Alpha-synuclein is the main component of Lewy bodies that occur in Parkinson’s disease and related diseases in the nerve cells and may be involved in their downfall. The elimination of alpha-synuclein (or the prevention of further deposits) could therefore favorably influence the course of the disease.

An Austrian biotechnology company has developed a vaccine for this purpose. It is an antigenic peptide that contains a short section of alpha-synuclein and is said to induce the formation of antibodies after injection. These antibodies are then supposed to neutralize alpha-synuclein in the brain. The effect would be the same as with treatment with monoclonal antibodies, which have been tried in Alzheimer’s disease for years in larger clinical studies (however so far unsuccessful).
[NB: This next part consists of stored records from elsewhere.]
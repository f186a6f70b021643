//! Per-trip occupancy store: ordered action processing + effect execution.
//!
//! Each registered trip gets one store. `send` holds the trip's state mutex
//! across both the reduction and the inline execution of `Future` effects,
//! so occupancy inputs for one trip are applied strictly in the order they
//! were accepted; a stale `StopReached` can never interleave behind a
//! later one. `Delay` effects are spawned and re-enter through `send` when
//! they fire.
//!
//! Booking never goes through this store, so holding the trip-level mutex
//! here cannot block unrelated `reserve` calls; the only shared exclusion
//! between the two paths is the per-seat mutex inside the ledger.

use crate::effect::Effect;
use crate::occupancy::{OccupancyAction, OccupancyEnvironment, OccupancyReducer, OccupancyState};
use crate::reducer::Reducer;
use std::collections::VecDeque;
use std::future::Future;
use std::pin::Pin;
use std::sync::Arc;
use tokio::sync::Mutex;

/// Runtime for one trip's occupancy machine.
#[derive(Clone)]
pub struct OccupancyStore {
    inner: Arc<Inner>,
}

struct Inner {
    state: Mutex<OccupancyState>,
    reducer: OccupancyReducer,
    env: OccupancyEnvironment,
}

impl OccupancyStore {
    /// Creates a store with empty state.
    #[must_use]
    pub fn new(env: OccupancyEnvironment) -> Self {
        Self {
            inner: Arc::new(Inner {
                state: Mutex::new(OccupancyState::new()),
                reducer: OccupancyReducer::new(),
                env,
            }),
        }
    }

    /// Processes one action and everything it feeds back, in order.
    pub async fn send(&self, action: OccupancyAction) {
        self.clone().send_owned(action).await;
    }

    /// Owned, explicitly-boxed recursion target. Returning a named
    /// `Send` future breaks the Send-inference cycle created by the
    /// `Delay` arm spawning a task that re-enters `send`.
    fn send_owned(self, action: OccupancyAction) -> Pin<Box<dyn Future<Output = ()> + Send>> {
        Box::pin(async move {
        let mut state = self.inner.state.lock().await;
        let mut queue = VecDeque::new();
        queue.push_back(action);

        while let Some(action) = queue.pop_front() {
            let effects = self.inner.reducer.reduce(&mut state, action, &self.inner.env);
            for effect in effects {
                match effect {
                    Effect::None => {}
                    Effect::Future(future) => {
                        // Executed inline, still under the trip mutex, to
                        // preserve per-trip ordering of ledger transitions.
                        if let Some(next) = future.await {
                            queue.push_back(next);
                        }
                    }
                    Effect::Delay { duration, action } => {
                        let store = self.clone();
                        tokio::spawn(async move {
                            tokio::time::sleep(duration).await;
                            store.send_owned(*action).await;
                        });
                    }
                }
            }
        }
        })
    }

    /// Runs a read-only closure against the current occupancy state.
    pub async fn state<F, T>(&self, f: F) -> T
    where
        F: FnOnce(&OccupancyState) -> T,
    {
        let state = self.inner.state.lock().await;
        f(&state)
    }
}
//! End-to-end scenarios against the full engine.
//!
//! The main flow mirrors a one-seat trotro running Circle → Lapaz → Madina:
//! the same physical seat is sold twice for back-to-back segments, boarding
//! and drop-off are driven by the location feed, and the freed seat is
//! immediately bookable again.

#![allow(clippy::expect_used, clippy::unwrap_used)] // Test code can use unwrap/expect

use chrono::{DateTime, Duration, TimeZone, Utc};
use trotro_core::{
    Actor, DriverId, Engine, EngineConfig, EngineError, GeoPoint, PassengerId, ReservationId,
    ReservationStatus, SeatNumber, Stop, StopId, TransitionKind, Trip, TripId, VehicleId,
};
use trotro_testing::EventCapture;

const CIRCLE: GeoPoint = GeoPoint::new(5.57, -0.21);
const LAPAZ: GeoPoint = GeoPoint::new(5.58, -0.21);
const MADINA: GeoPoint = GeoPoint::new(5.59, -0.21);

fn trip_with_seats(seats: &[&str]) -> Trip {
    let stops = vec![
        Stop::new(StopId::new(), "Circle", CIRCLE),
        Stop::new(StopId::new(), "Lapaz", LAPAZ),
        Stop::new(StopId::new(), "Madina", MADINA),
    ];
    Trip::new(
        TripId::new(),
        VehicleId::new(),
        stops,
        seats.iter().map(|s| SeatNumber::from(*s)).collect(),
    )
}

fn ts(seconds: i64) -> DateTime<Utc> {
    Utc.with_ymd_and_hms(2025, 6, 1, 6, 0, 0).unwrap() + Duration::seconds(seconds)
}

#[tokio::test]
async fn one_seat_two_passengers_full_trip() {
    let engine = Engine::new(EngineConfig::default());
    let trip = trip_with_seats(&["A1"]);
    let trip_id = trip.id;
    let circle = trip.stops[0].id;
    let lapaz = trip.stops[1].id;
    let madina = trip.stops[2].id;
    engine.register_trip(trip).await.unwrap();

    let mut capture = EventCapture::new(engine.subscribe());
    let seat = SeatNumber::from("A1");
    let p1 = PassengerId::new();
    let p2 = PassengerId::new();
    let p3 = PassengerId::new();

    // P1 books Circle → Lapaz.
    let r1 = engine
        .reserve(trip_id, seat.clone(), circle, lapaz, p1)
        .await
        .unwrap();
    assert_eq!(r1.status, ReservationStatus::Booked);

    // P2 books the disjoint Lapaz → Madina on the same seat.
    let r2 = engine
        .reserve(trip_id, seat.clone(), lapaz, madina, p2)
        .await
        .unwrap();
    assert_eq!(r2.status, ReservationStatus::Booked);

    // P3 wants the whole route: conflicts with both.
    let err = engine
        .reserve(trip_id, seat.clone(), circle, madina, p3)
        .await
        .unwrap_err();
    assert!(matches!(err, EngineError::SeatSegmentConflict { .. }));

    // Both passengers report themselves at their boarding stops.
    engine
        .report_passenger_location(r1.id, CIRCLE, ts(0))
        .await
        .unwrap();
    engine
        .report_passenger_location(r2.id, LAPAZ, ts(10))
        .await
        .unwrap();

    // Vehicle reaches Circle: P1's boarding is corroborated.
    engine
        .report_vehicle_location(trip_id, CIRCLE, ts(30))
        .await
        .unwrap();
    assert_eq!(
        engine.reservation(r1.id).await.unwrap().status,
        ReservationStatus::OnBoard
    );

    // Vehicle rolls on and reaches Lapaz: P1 completes, P2 boards.
    engine
        .report_vehicle_location(trip_id, GeoPoint::new(5.575, -0.21), ts(60))
        .await
        .unwrap();
    engine
        .report_vehicle_location(trip_id, LAPAZ, ts(120))
        .await
        .unwrap();

    let r1_after = engine.reservation(r1.id).await.unwrap();
    assert_eq!(r1_after.status, ReservationStatus::Completed);
    assert!(r1_after.completed_at.is_some());
    assert_eq!(
        engine.reservation(r2.id).await.unwrap().status,
        ReservationStatus::OnBoard
    );

    // Substitution: the Circle → Lapaz segment is free again right away.
    let free = engine
        .available_seats(trip_id, circle, lapaz)
        .await
        .unwrap();
    assert_eq!(free, vec![seat.clone()]);

    // The audit journal saw every transition.
    let journal = engine.audit_log(trip_id).await.unwrap();
    let kinds: Vec<TransitionKind> = journal.iter().map(|t| t.kind).collect();
    assert_eq!(
        kinds
            .iter()
            .filter(|k| **k == TransitionKind::Created)
            .count(),
        2
    );
    assert_eq!(
        kinds
            .iter()
            .filter(|k| **k == TransitionKind::Boarded)
            .count(),
        2
    );
    assert_eq!(
        kinds
            .iter()
            .filter(|k| **k == TransitionKind::Completed)
            .count(),
        1
    );

    let names = capture.drain_names();
    assert_eq!(
        names,
        vec![
            "reservation-created",
            "reservation-created",
            "boarding-confirmed",
            "dropoff-completed",
            "boarding-confirmed",
        ]
    );
}

#[tokio::test]
async fn manual_override_always_wins() {
    let engine = Engine::new(EngineConfig::default());
    let trip = trip_with_seats(&["A1"]);
    let trip_id = trip.id;
    let circle = trip.stops[0].id;
    let lapaz = trip.stops[1].id;
    engine.register_trip(trip).await.unwrap();

    let r = engine
        .reserve(
            trip_id,
            SeatNumber::from("A1"),
            circle,
            lapaz,
            PassengerId::new(),
        )
        .await
        .unwrap();

    // No geofence event has ever been received for this trip.
    let driver = Actor::Driver(DriverId::new());
    engine.confirm_boarding(r.id, driver).await.unwrap();
    assert_eq!(
        engine.reservation(r.id).await.unwrap().status,
        ReservationStatus::OnBoard
    );

    engine.confirm_dropoff(r.id, driver).await.unwrap();
    assert_eq!(
        engine.reservation(r.id).await.unwrap().status,
        ReservationStatus::Completed
    );

    // Overrides are journaled with the driver's identity.
    let journal = engine.audit_log(trip_id).await.unwrap();
    assert!(journal
        .iter()
        .any(|t| t.kind == TransitionKind::Boarded && t.actor == driver));

    // A second confirmation is out of sync with the state machine.
    let err = engine.confirm_boarding(r.id, driver).await.unwrap_err();
    assert!(matches!(err, EngineError::InvalidTransition { .. }));
}

#[tokio::test]
async fn missed_boarding_is_flagged_not_cancelled() {
    let engine = Engine::new(EngineConfig::default());
    let trip = trip_with_seats(&["A1"]);
    let trip_id = trip.id;
    let circle = trip.stops[0].id;
    let lapaz = trip.stops[1].id;
    engine.register_trip(trip).await.unwrap();

    let mut capture = EventCapture::new(engine.subscribe());
    let r = engine
        .reserve(
            trip_id,
            SeatNumber::from("A1"),
            circle,
            lapaz,
            PassengerId::new(),
        )
        .await
        .unwrap();
    capture.drain();

    // The vehicle serves Circle and moves on; the passenger never showed.
    engine
        .report_vehicle_location(trip_id, CIRCLE, ts(0))
        .await
        .unwrap();
    engine
        .report_vehicle_location(trip_id, LAPAZ, ts(300))
        .await
        .unwrap();

    let flagged = engine.reservation(r.id).await.unwrap();
    assert_eq!(flagged.status, ReservationStatus::Booked);
    assert!(flagged.boarding_missed);
    assert!(capture.drain_names().contains(&"boarding-missed"));

    // Follow-up is a human decision: the driver can still board them...
    let driver = Actor::Driver(DriverId::new());
    engine.confirm_boarding(r.id, driver).await.unwrap();
    let boarded = engine.reservation(r.id).await.unwrap();
    assert_eq!(boarded.status, ReservationStatus::OnBoard);
    assert!(!boarded.boarding_missed);
}

#[tokio::test]
async fn cancellation_frees_the_segment_immediately() {
    let engine = Engine::new(EngineConfig::default());
    let trip = trip_with_seats(&["A1"]);
    let trip_id = trip.id;
    let circle = trip.stops[0].id;
    let lapaz = trip.stops[1].id;
    engine.register_trip(trip).await.unwrap();

    let seat = SeatNumber::from("A1");
    let p1 = PassengerId::new();
    let r = engine
        .reserve(trip_id, seat.clone(), circle, lapaz, p1)
        .await
        .unwrap();

    assert!(engine
        .available_seats(trip_id, circle, lapaz)
        .await
        .unwrap()
        .is_empty());

    engine
        .cancel(r.id, "plans changed", Actor::Passenger(p1))
        .await
        .unwrap();
    assert_eq!(
        engine
            .available_seats(trip_id, circle, lapaz)
            .await
            .unwrap(),
        vec![seat.clone()]
    );

    // Cancelled is terminal.
    let err = engine
        .cancel(r.id, "again", Actor::Passenger(p1))
        .await
        .unwrap_err();
    assert!(matches!(err, EngineError::NotCancellable { .. }));

    // The record survives for audit and for the passenger's history.
    let history = engine.reservations_for_passenger(p1).await;
    assert_eq!(history.len(), 1);
    assert_eq!(history[0].status, ReservationStatus::Cancelled);
}

#[tokio::test]
async fn stale_location_updates_are_ignored() {
    let engine = Engine::new(EngineConfig::default());
    let trip = trip_with_seats(&["A1"]);
    let trip_id = trip.id;
    let circle = trip.stops[0].id;
    let lapaz = trip.stops[1].id;
    engine.register_trip(trip).await.unwrap();

    let r = engine
        .reserve(
            trip_id,
            SeatNumber::from("A1"),
            circle,
            lapaz,
            PassengerId::new(),
        )
        .await
        .unwrap();
    engine
        .report_passenger_location(r.id, CIRCLE, ts(60))
        .await
        .unwrap();

    // A fix at t=100 between stops, then a stale fix at t=50 placing the
    // vehicle inside the Circle fence. The stale one must not board anyone.
    engine
        .report_vehicle_location(trip_id, GeoPoint::new(5.575, -0.21), ts(100))
        .await
        .unwrap();
    engine
        .report_vehicle_location(trip_id, CIRCLE, ts(50))
        .await
        .unwrap();
    assert_eq!(
        engine.reservation(r.id).await.unwrap().status,
        ReservationStatus::Booked
    );

    // A fresh fix at t=150 works normally.
    engine
        .report_vehicle_location(trip_id, CIRCLE, ts(150))
        .await
        .unwrap();
    assert_eq!(
        engine.reservation(r.id).await.unwrap().status,
        ReservationStatus::OnBoard
    );
}

#[tokio::test]
async fn error_taxonomy_distinguishes_callers_mistakes() {
    let engine = Engine::new(EngineConfig::default());
    let trip = trip_with_seats(&["A1"]);
    let trip_id = trip.id;
    let circle = trip.stops[0].id;
    let lapaz = trip.stops[1].id;
    engine.register_trip(trip).await.unwrap();

    // Trip not found.
    let ghost = TripId::new();
    assert!(matches!(
        engine
            .reserve(ghost, SeatNumber::from("A1"), circle, lapaz, PassengerId::new())
            .await,
        Err(EngineError::TripNotFound(id)) if id == ghost
    ));

    // Seat does not exist.
    assert!(matches!(
        engine
            .reserve(trip_id, SeatNumber::from("Z9"), circle, lapaz, PassengerId::new())
            .await,
        Err(EngineError::UnknownSeat { .. })
    ));

    // Stop not on the trip.
    assert!(matches!(
        engine
            .reserve(trip_id, SeatNumber::from("A1"), StopId::new(), lapaz, PassengerId::new())
            .await,
        Err(EngineError::UnknownStop(_))
    ));

    // Backwards segment.
    assert!(matches!(
        engine
            .reserve(trip_id, SeatNumber::from("A1"), lapaz, circle, PassengerId::new())
            .await,
        Err(EngineError::InvalidSegment { .. })
    ));

    // Unknown reservation.
    assert!(matches!(
        engine.confirm_boarding(ReservationId::new(), Actor::System).await,
        Err(EngineError::ReservationNotFound(_))
    ));
}
//! Side-effect descriptions returned by reducers.
//!
//! Effects are values, not execution: a reducer describes what should
//! happen and the owning store executes it. This keeps the decision logic
//! pure and unit-testable without any I/O in place.

use std::future::Future;
use std::pin::Pin;
use std::time::Duration;

/// A side effect produced by a reducer.
///
/// The `Action` parameter closes the feedback loop: an executed effect may
/// yield a follow-up action that is fed back into the same reducer.
pub enum Effect<Action> {
    /// No-op effect
    None,

    /// Dispatch `action` after `duration` has elapsed (grace windows,
    /// timeouts)
    Delay {
        /// How long to wait
        duration: Duration,
        /// Action to dispatch after the delay
        action: Box<Action>,
    },

    /// Arbitrary async computation; if it yields an action, that action is
    /// fed back into the reducer
    Future(Pin<Box<dyn Future<Output = Option<Action>> + Send>>),
}

// Manual Debug implementation since Future doesn't implement Debug
impl<Action> std::fmt::Debug for Effect<Action>
where
    Action: std::fmt::Debug,
{
    fn fmt(&self, f: &mut std::fmt::Formatter<'_>) -> std::fmt::Result {
        match self {
            Self::None => write!(f, "Effect::None"),
            Self::Delay { duration, action } => f
                .debug_struct("Effect::Delay")
                .field("duration", duration)
                .field("action", action)
                .finish(),
            Self::Future(_) => write!(f, "Effect::Future(<future>)"),
        }
    }
}
//! Router configuration and HTTP handlers.
//!
//! Request/response types are kept separate from the domain types so the
//! wire format can evolve without touching the engine.

use crate::error::ApiError;
use crate::health::health_check;
use crate::state::AppState;
use axum::extract::{Path, Query, State};
use axum::http::{HeaderMap, StatusCode};
use axum::response::sse::{Event, KeepAlive, Sse};
use axum::routing::{get, post};
use axum::{Json, Router};
use chrono::{DateTime, Utc};
use futures::StreamExt;
use serde::{Deserialize, Serialize};
use tokio_stream::wrappers::errors::BroadcastStreamRecvError;
use tokio_stream::wrappers::BroadcastStream;
use trotro_core::{
    Actor, DriverId, GeoPoint, PassengerId, Reservation, ReservationId, SeatNumber, Stop, StopId,
    TransitionRecord, Trip, TripId, VehicleId,
};
use uuid::Uuid;

// ============================================================================
// Request / response types
// ============================================================================

/// One stop of a trip being registered.
#[derive(Debug, Deserialize)]
pub struct StopDefinition {
    /// Stop name
    pub name: String,
    /// Latitude in degrees
    pub lat: f64,
    /// Longitude in degrees
    pub lon: f64,
    /// Geofence radius override in meters
    pub fence_radius_m: Option<f64>,
}

/// Body of `POST /api/trips`.
#[derive(Debug, Deserialize)]
pub struct CreateTripRequest {
    /// Vehicle operating the trip (generated when omitted)
    pub vehicle_id: Option<Uuid>,
    /// Ordered stop list
    pub stops: Vec<StopDefinition>,
    /// Seat inventory
    pub seats: Vec<String>,
}

/// A registered stop echoed back with its generated id.
#[derive(Debug, Serialize)]
pub struct StopCreated {
    /// Stop identifier to use in reservation calls
    pub stop_id: String,
    /// Stop name
    pub name: String,
    /// Route position
    pub index: usize,
}

/// Response of `POST /api/trips`.
#[derive(Debug, Serialize)]
pub struct TripCreatedResponse {
    /// New trip id
    pub trip_id: String,
    /// Registered stops with their ids
    pub stops: Vec<StopCreated>,
}

/// Body of `POST /api/trips/{trip}/reservations`.
#[derive(Debug, Deserialize)]
pub struct ReserveRequest {
    /// Seat to book
    pub seat: String,
    /// Boarding stop id
    pub boarding_stop: Uuid,
    /// Drop-off stop id
    pub dropoff_stop: Uuid,
    /// Booking passenger (verified upstream)
    pub passenger_id: Uuid,
}

/// Body of `DELETE /api/reservations/{id}`.
#[derive(Debug, Default, Deserialize)]
pub struct CancelRequest {
    /// Caller-supplied reason, kept for audit
    pub reason: Option<String>,
}

/// Availability query parameters.
#[derive(Debug, Deserialize)]
pub struct AvailabilityParams {
    /// Boarding stop id
    pub boarding_stop: Uuid,
    /// Drop-off stop id
    pub dropoff_stop: Uuid,
}

/// Response of the availability query.
#[derive(Debug, Serialize)]
pub struct AvailabilityResponse {
    /// Free seats in seat-number order
    pub seats: Vec<String>,
}

/// A position report from the vehicle feed or a passenger client.
#[derive(Debug, Deserialize)]
pub struct LocationReport {
    /// Latitude in degrees
    pub lat: f64,
    /// Longitude in degrees
    pub lon: f64,
    /// Fix timestamp
    pub timestamp: DateTime<Utc>,
}

/// Reservation snapshot returned to callers.
#[derive(Debug, Serialize)]
pub struct ReservationResponse {
    /// Reservation id
    pub reservation_id: String,
    /// Trip id
    pub trip_id: String,
    /// Seat label
    pub seat: String,
    /// Boarding stop route index
    pub boarding_stop_index: usize,
    /// Drop-off stop route index
    pub dropoff_stop_index: usize,
    /// Owning passenger
    pub passenger_id: String,
    /// Lifecycle status
    pub status: String,
    /// Missed-boarding flag
    pub boarding_missed: bool,
    /// Creation time
    pub created_at: DateTime<Utc>,
    /// Boarding time, if boarded
    pub boarded_at: Option<DateTime<Utc>>,
    /// Completion time, if completed
    pub completed_at: Option<DateTime<Utc>>,
    /// Cancellation time, if cancelled
    pub cancelled_at: Option<DateTime<Utc>>,
    /// Cancellation reason, if cancelled
    pub cancel_reason: Option<String>,
}

impl From<Reservation> for ReservationResponse {
    fn from(r: Reservation) -> Self {
        Self {
            reservation_id: r.id.to_string(),
            trip_id: r.trip_id.to_string(),
            seat: r.seat.to_string(),
            boarding_stop_index: r.segment.boarding(),
            dropoff_stop_index: r.segment.dropoff(),
            passenger_id: r.passenger_id.to_string(),
            status: r.status.to_string(),
            boarding_missed: r.boarding_missed,
            created_at: r.created_at,
            boarded_at: r.boarded_at,
            completed_at: r.completed_at,
            cancelled_at: r.cancelled_at,
            cancel_reason: r.cancel_reason,
        }
    }
}

/// Generic acknowledgement body.
#[derive(Debug, Serialize)]
pub struct AckResponse {
    /// Outcome
    pub status: &'static str,
}

// ============================================================================
// Actor identity
// ============================================================================

/// Reads the verified actor identity forwarded by the auth boundary.
///
/// Missing or malformed headers fall back to `Actor::System`; the engine
/// does not re-verify credentials.
fn actor_from_headers(headers: &HeaderMap) -> Actor {
    let id = headers
        .get("x-actor-id")
        .and_then(|v| v.to_str().ok())
        .and_then(|s| Uuid::parse_str(s).ok());
    match headers
        .get("x-actor-role")
        .and_then(|v| v.to_str().ok())
    {
        Some("driver") => id.map_or(Actor::System, |id| Actor::Driver(DriverId::from_uuid(id))),
        Some("passenger") => id.map_or(Actor::System, |id| {
            Actor::Passenger(PassengerId::from_uuid(id))
        }),
        _ => Actor::System,
    }
}

// ============================================================================
// Handlers
// ============================================================================

/// `POST /api/trips` - registers a trip and its seat inventory.
pub async fn create_trip(
    State(state): State<AppState>,
    Json(body): Json<CreateTripRequest>,
) -> Result<(StatusCode, Json<TripCreatedResponse>), ApiError> {
    let default_radius = state.default_fence_radius_m;
    let stops: Vec<Stop> = body
        .stops
        .iter()
        .map(|s| {
            Stop::new(StopId::new(), s.name.clone(), GeoPoint::new(s.lat, s.lon))
                .with_fence_radius(s.fence_radius_m.unwrap_or(default_radius))
        })
        .collect();
    let created: Vec<StopCreated> = stops
        .iter()
        .enumerate()
        .map(|(index, stop)| StopCreated {
            stop_id: stop.id.to_string(),
            name: stop.name.clone(),
            index,
        })
        .collect();

    let trip = Trip::new(
        TripId::new(),
        body.vehicle_id
            .map_or_else(VehicleId::new, VehicleId::from_uuid),
        stops,
        body.seats.into_iter().map(SeatNumber::new).collect(),
    );
    let trip_id = trip.id;
    state.engine.register_trip(trip).await?;

    Ok((
        StatusCode::CREATED,
        Json(TripCreatedResponse {
            trip_id: trip_id.to_string(),
            stops: created,
        }),
    ))
}

/// `POST /api/trips/{trip}/reservations` - books a seat for a segment.
pub async fn reserve_seat(
    State(state): State<AppState>,
    Path(trip_id): Path<Uuid>,
    Json(body): Json<ReserveRequest>,
) -> Result<(StatusCode, Json<ReservationResponse>), ApiError> {
    let reservation = state
        .engine
        .reserve(
            TripId::from_uuid(trip_id),
            SeatNumber::new(body.seat),
            StopId::from_uuid(body.boarding_stop),
            StopId::from_uuid(body.dropoff_stop),
            PassengerId::from_uuid(body.passenger_id),
        )
        .await?;
    Ok((StatusCode::CREATED, Json(reservation.into())))
}

/// `DELETE /api/reservations/{id}` - cancels a reservation.
pub async fn cancel_reservation(
    State(state): State<AppState>,
    Path(id): Path<Uuid>,
    headers: HeaderMap,
    body: Option<Json<CancelRequest>>,
) -> Result<Json<AckResponse>, ApiError> {
    let reason = body
        .and_then(|Json(b)| b.reason)
        .unwrap_or_else(|| "cancelled by caller".to_string());
    let actor = actor_from_headers(&headers);
    state
        .engine
        .cancel(ReservationId::from_uuid(id), &reason, actor)
        .await?;
    Ok(Json(AckResponse {
        status: "cancelled",
    }))
}

/// `GET /api/trips/{trip}/availability` - free seats for a segment.
pub async fn availability(
    State(state): State<AppState>,
    Path(trip_id): Path<Uuid>,
    Query(params): Query<AvailabilityParams>,
) -> Result<Json<AvailabilityResponse>, ApiError> {
    let seats = state
        .engine
        .available_seats(
            TripId::from_uuid(trip_id),
            StopId::from_uuid(params.boarding_stop),
            StopId::from_uuid(params.dropoff_stop),
        )
        .await?;
    Ok(Json(AvailabilityResponse {
        seats: seats.into_iter().map(|s| s.to_string()).collect(),
    }))
}

/// `POST /api/trips/{trip}/location` - one vehicle GPS fix.
pub async fn report_vehicle_location(
    State(state): State<AppState>,
    Path(trip_id): Path<Uuid>,
    Json(report): Json<LocationReport>,
) -> Result<(StatusCode, Json<AckResponse>), ApiError> {
    state
        .engine
        .report_vehicle_location(
            TripId::from_uuid(trip_id),
            GeoPoint::new(report.lat, report.lon),
            report.timestamp,
        )
        .await?;
    Ok((StatusCode::ACCEPTED, Json(AckResponse { status: "accepted" })))
}

/// `POST /api/reservations/{id}/location` - one passenger position update.
pub async fn report_passenger_location(
    State(state): State<AppState>,
    Path(id): Path<Uuid>,
    Json(report): Json<LocationReport>,
) -> Result<(StatusCode, Json<AckResponse>), ApiError> {
    state
        .engine
        .report_passenger_location(
            ReservationId::from_uuid(id),
            GeoPoint::new(report.lat, report.lon),
            report.timestamp,
        )
        .await?;
    Ok((StatusCode::ACCEPTED, Json(AckResponse { status: "accepted" })))
}

/// `POST /api/reservations/{id}/confirm-boarding` - driver override.
pub async fn confirm_boarding(
    State(state): State<AppState>,
    Path(id): Path<Uuid>,
    headers: HeaderMap,
) -> Result<Json<ReservationResponse>, ApiError> {
    let id = ReservationId::from_uuid(id);
    let actor = actor_from_headers(&headers);
    state.engine.confirm_boarding(id, actor).await?;
    let reservation = state.engine.reservation(id).await?;
    Ok(Json(reservation.into()))
}

/// `POST /api/reservations/{id}/confirm-dropoff` - driver override.
pub async fn confirm_dropoff(
    State(state): State<AppState>,
    Path(id): Path<Uuid>,
    headers: HeaderMap,
) -> Result<Json<ReservationResponse>, ApiError> {
    let id = ReservationId::from_uuid(id);
    let actor = actor_from_headers(&headers);
    state.engine.confirm_dropoff(id, actor).await?;
    let reservation = state.engine.reservation(id).await?;
    Ok(Json(reservation.into()))
}

/// `GET /api/reservations/{id}` - one reservation snapshot.
pub async fn get_reservation(
    State(state): State<AppState>,
    Path(id): Path<Uuid>,
) -> Result<Json<ReservationResponse>, ApiError> {
    let reservation = state
        .engine
        .reservation(ReservationId::from_uuid(id))
        .await?;
    Ok(Json(reservation.into()))
}

/// `GET /api/passengers/{id}/reservations` - booking history.
pub async fn passenger_history(
    State(state): State<AppState>,
    Path(id): Path<Uuid>,
) -> Json<Vec<ReservationResponse>> {
    let reservations = state
        .engine
        .reservations_for_passenger(PassengerId::from_uuid(id))
        .await;
    Json(reservations.into_iter().map(Into::into).collect())
}

/// `GET /api/trips/{trip}/audit` - the append-only transition journal.
pub async fn trip_audit(
    State(state): State<AppState>,
    Path(trip_id): Path<Uuid>,
) -> Result<Json<Vec<TransitionRecord>>, ApiError> {
    let journal = state.engine.audit_log(TripId::from_uuid(trip_id)).await?;
    Ok(Json(journal))
}

/// `GET /events` - server-sent events bridged from the engine publisher.
pub async fn events_stream(
    State(state): State<AppState>,
) -> Sse<impl futures::Stream<Item = Result<Event, std::convert::Infallible>>> {
    let rx = state.engine.subscribe();
    let stream = BroadcastStream::new(rx).filter_map(|result| async move {
        match result {
            Ok(event) => match Event::default().event(event.name()).json_data(&event) {
                Ok(sse_event) => Some(Ok(sse_event)),
                Err(err) => {
                    tracing::warn!(%err, "failed to encode engine event for SSE");
                    None
                }
            },
            Err(BroadcastStreamRecvError::Lagged(missed)) => {
                tracing::warn!(missed, "SSE subscriber lagged behind the event stream");
                None
            }
        }
    });
    Sse::new(stream).keep_alive(KeepAlive::default())
}

// ============================================================================
// Router
// ============================================================================

/// Builds the complete axum router.
pub fn build_router(state: AppState) -> Router {
    let api_routes = Router::new()
        .route("/trips", post(create_trip))
        .route("/trips/:trip_id/reservations", post(reserve_seat))
        .route("/trips/:trip_id/availability", get(availability))
        .route("/trips/:trip_id/location", post(report_vehicle_location))
        .route("/trips/:trip_id/audit", get(trip_audit))
        .route(
            "/reservations/:id",
            get(get_reservation).delete(cancel_reservation),
        )
        .route("/reservations/:id/location", post(report_passenger_location))
        .route("/reservations/:id/confirm-boarding", post(confirm_boarding))
        .route("/reservations/:id/confirm-dropoff", post(confirm_dropoff))
        .route("/passengers/:id/reservations", get(passenger_history));

    Router::new()
        .route("/health", get(health_check))
        .route("/events", get(events_stream))
        .nest("/api", api_routes)
        .with_state(state)
}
Parkinson’s vaccine PD01A has been tested in recent years in a phase 1 study in 32 patients with early-stage Parkinson’s disease where the protective effect of the treatment is most likely to be expected.

Participants were initially randomized to 4 subcutaneous vaccinations in 2 different doses of PD01A. As the team led by Günther Staffler from the manufacturer AFFiRiS from Vienna reported, antibodies against alpha-synuclein were formed, the titer of which decreased again in the course of the first year. The patients therefore received a first refresher after 116 weeks and another booster after 150 weeks.

In this way it was possible to keep the antibody titer at a level for at least 3.5 years, which could create the prerequisites for a disease-modifying effect. According to the publication, there have been no serious complications that would jeopardize the continuation of clinical development.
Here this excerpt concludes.